Voyageur Press (2016/9/1)
言語: 英語
ISBN-13: 978-0760349427

2023年6月4日日曜日

Veronique Mottier "Sexuality: A Very Shor Introduction" [セクシュアリティ:非常に短い入門]

目次:1.セクシュアリティ以前 2.セクシュアリティの発明 3.処女か娼婦か:セクシュアリティのフェミニスト批判 4.寝室の中の国家 5.性の未来

かなりうんざりした本である…。まず扱っている対象が面倒なんだろう。近頃LGBTQだとかで全部の話についていっている人がそんなにいるとは思えないが、この本で話が整理されるわけではなく、さらに混乱が増す。フェミニズムだの優生学だの社会主義だのは序の口で、エイズだとか宗教だとかその他もろもろで、とにかくずっと論争の歴史を読まされるが、どの時点でも参加者が多すぎて誰が味方で敵なのかよく分からない。それどころか、そもそも何を争っているのかも分かりにくい。多分、著者はフェミニストで伝統的な男/女の対立を軸に考えているのだと思われ、別の視点の人からはいくらでも文句が出そうな気もする。

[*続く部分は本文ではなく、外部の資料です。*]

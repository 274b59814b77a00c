//! Lineage persistence for candidate packs and baseline anchors.

mod lineage;

pub use lineage::{LineageStore, RunComparison, StoreError};
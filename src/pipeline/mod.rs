//! Admission pipeline: evaluation, scoring, and gating.
//!
//! Candidates flow through a fixed gate sequence:
//!
//! 1. **Hard constraints** - ceilings that reject regardless of score
//! 2. **Score** - weighted piecewise normalization against thresholds
//! 3. **Drift** - mean relative deviation from the baseline anchor
//! 4. **Diversity** - MinHash near-duplicate collapse within the batch
//!
//! A rejection stops the sequence for that candidate, but every gated
//! candidate is persisted with its trace regardless of outcome.

mod admission;
mod diversity;
mod drift;
mod evaluator;
mod judge;

pub use admission::{AdmissionController, GateInput};
pub use diversity::{
    BatchMember, BatchVerdict, DiversityGate, MinHasher, ngram_overlap, param_tokens,
    signature_similarity,
};
pub use drift::{DriftDetector, DriftOutcome, compute_drift};
pub use evaluator::{EvalError, Evaluation, Evaluator, SimulatedEvaluator, TargetSpec};
pub use judge::{Judge, Verdict};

もう一つ言えるのは、最近VSIで読んだ奴隷とか優生学とかと同じで、この本も「断罪系」で、要するにこのテーマで中立な記述などというのがあり得ず、何かしらの価値基準からしか記述のしようがないのだが、上のような理由で著者がどの基準で見ているのかが分かりにくい。奴隷については奴隷制反対とか優生学については優生学は悪の疑似科学とか価値基準が分かりやすいが、セクシュアリティについてはそういう分かりやすい基準がない。著者の価値基準はだいたい書きぶりから察しがつくというようなものだが、だとしたら、著者が自分の価値観を明示しないのは良くない気もする。

あと、これは明白に書き方の問題だと思うが、何か全体に具体的な話が薄い。多分、著者は具体的な話より理念の交錯というか政治的な対立のほうに興味があるのだろうか。確かに同性愛のフェミニストと異性愛のフェミニストの関係とか、これに右派左派とか優生学に対する態度とか、人種差別がどうとか、直交する概念がどんどん加わってきて、誰と誰が何を巡って戦っているのかものすごく分かりにくい。参加者がみんな必死なのは確かだが。

総じてVSIでたまにある「テーマか巨大過ぎる」というパターンだと思う。これはこれで資料性があるのかもしれないが、誰が見ても公平なわけではないだろうし、ちとintroductionというのは無理がある。そして、基本的にギリシア・ローマから始まる西欧の話で、世界の他の地域はほぼ無視されている。素人にはお勧めできない。

At least I can say this is not an introduction.